INPUT DATA: Begin
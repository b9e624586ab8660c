//! CLI for the EPIC imagery mirror.

mod commands;

use anyhow::Result;
use clap::Parser;
use epic_core::config;
use std::path::PathBuf;

use commands::run_sync;

/// Mirror NASA EPIC natural-color imagery into `<DIR>/EPIC/`.
///
/// Quality, metadata persistence and the API base URL are read from
/// `~/.config/epic-mirror/config.toml` (created with defaults on first run).
#[derive(Debug, Parser)]
#[command(name = "epic-mirror")]
#[command(about = "Incrementally mirror NASA EPIC imagery to local disk", long_about = None)]
pub struct Cli {
    /// Base directory under which `EPIC/` is created (default: current directory).
    pub dir: Option<PathBuf>,
}

impl Cli {
    pub fn run_from_args() -> Result<()> {
        let cli = Cli::parse();
        let cfg = config::load_or_init()?;
        tracing::debug!("loaded config: {:?}", cfg);

        let base_dir = match cli.dir {
            Some(dir) => dir,
            None => std::env::current_dir()?,
        };
        run_sync(&cfg, &base_dir)
    }
}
INPUT DATA: End
PROBLEM REQUIREMENTS
All of the data above needs to be written out again, exactly.

RESPONSE BOX
repository b9e624586ab8660c
//! CLI for the EPIC imagery mirror.

mod commands;

use anyhow::Result;
use clap::Parser;
use epic_core::config;
use std::path::PathBuf;

use commands::run_sync;

/// Mirror NASA EPIC natural-color imagery into `<DIR>/EPIC/`.
///
/// Quality, metadata persistence and the API base URL are read from
/// `~/.config/epic-mirror/config.toml` (created with defaults on first run).
#[derive(Debug, Parser)]
#[command(name = "epic-mirror")]
#[command(about = "Incrementally mirror NASA EPIC imagery to local disk", long_about = None)]
pub struct Cli {
    /// Base directory under which `EPIC/` is created (default: current directory).
    pub dir: Option<PathBuf>,
}

impl Cli {
    pub fn run_from_args() -> Result<()> {
        let cli = Cli::parse();
        let cfg = config::load_or_init()?;
        tracing::debug!("loaded config: {:?}", cfg);

        let base_dir = match cli.dir {
            Some(dir) => dir,
            None => std::env::current_dir()?,
        };
        run_sync(&cfg, &base_dir)
    }
}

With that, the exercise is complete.